Théâtre : LA CAGNOTTE… EUGENE LABICHE – ADEL HAKIM

Théâtre : LA CAGNOTTE… EUGENE LABICHE – ADEL HAKIM

LA CAGNOTTE ? D’emblée, avec la mise en scène d’Adel Hakim - malicieuse et efficacement rythmée -, nous sommes entraînés dans le grand tourbillon jubilatoire d’Eugène Labiche (1815-1888), un des maîtres du vaudeville français du XIXe siècle, caractérisé à la fois par une drôlerie acerbe et une férocité contenue.

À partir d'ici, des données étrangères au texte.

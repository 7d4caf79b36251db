// ABOUTME: Core pose types, geometry and constants for Pierre form coaching
// ABOUTME: Foundation crate with landmark model, GeometryKit, exercise catalogue and error types
//
// SPDX-License-Identifier: MIT OR Apache-2.0
// Copyright (c) 2025 Pierre Fitness Intelligence

#![deny(unsafe_code)]

//! # Pierre Pose Core
//!
//! Foundation crate shared by the form analyzers and the session coordinator.
//! Everything here is plain data or pure functions; no module holds state.
//!
//! ## Modules
//!
//! - **models**: Landmarks, points, exercise catalogue and feedback value types
//! - **geometry**: GeometryKit angle, distance and alignment helpers
//! - **errors**: `ErrorCode` and `AnalysisError`
//! - **constants**: Default thresholds grouped by exercise

/// Error taxonomy with stable error codes
pub mod errors;

/// Default thresholds and tuning constants organized by exercise
pub mod constants;

/// GeometryKit pure geometry helpers
pub mod geometry;

/// Core data models (landmarks, points, exercises, feedback)
pub mod models;

pub use errors::{AnalysisError, ErrorCode, FormResult};
pub use models::{
    ExerciseKind, FeedbackItem, FeedbackPriority, Landmark, LandmarkId, LandmarkSet, Point2,
    Point3, Side,
};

Cette curieuse histoire de LA CAGNOTTE débute sous le signe du jeu et de l’argent. Un groupe d’amis, se réunissant tous les jeudis depuis des années, décide de casser leur fameuse cagnotte. Récoltant l’argent – et quelques boutons -, ils se mettent d’accord pour une fabuleuse épopée : un voyage d’une journée à Paris…

Cette « journée historique à Paris » par les personnages cocasses de La Ferté-sous-Jouarre ne revêt-elle pas d’une certaine façon la forme d’une découverte initiatique ? Car cette bande de Pieds Nickelés insipides – mais pas trépanés - part à la découverte des plus pittoresques représentants de la mythologie parisienne, des géants ayant comme noms : Garçon de café, Commissaire de police, Entremetteur… « A ces ‘créatures’, précise Adel Hakim, l’on doit respect et révérence ; elles inspirent crainte et fascination ; on s’incline forcément devant elles puisqu’elles détiennent les clés (les codes) d’un monde inconnu, lointain et gigantesque. »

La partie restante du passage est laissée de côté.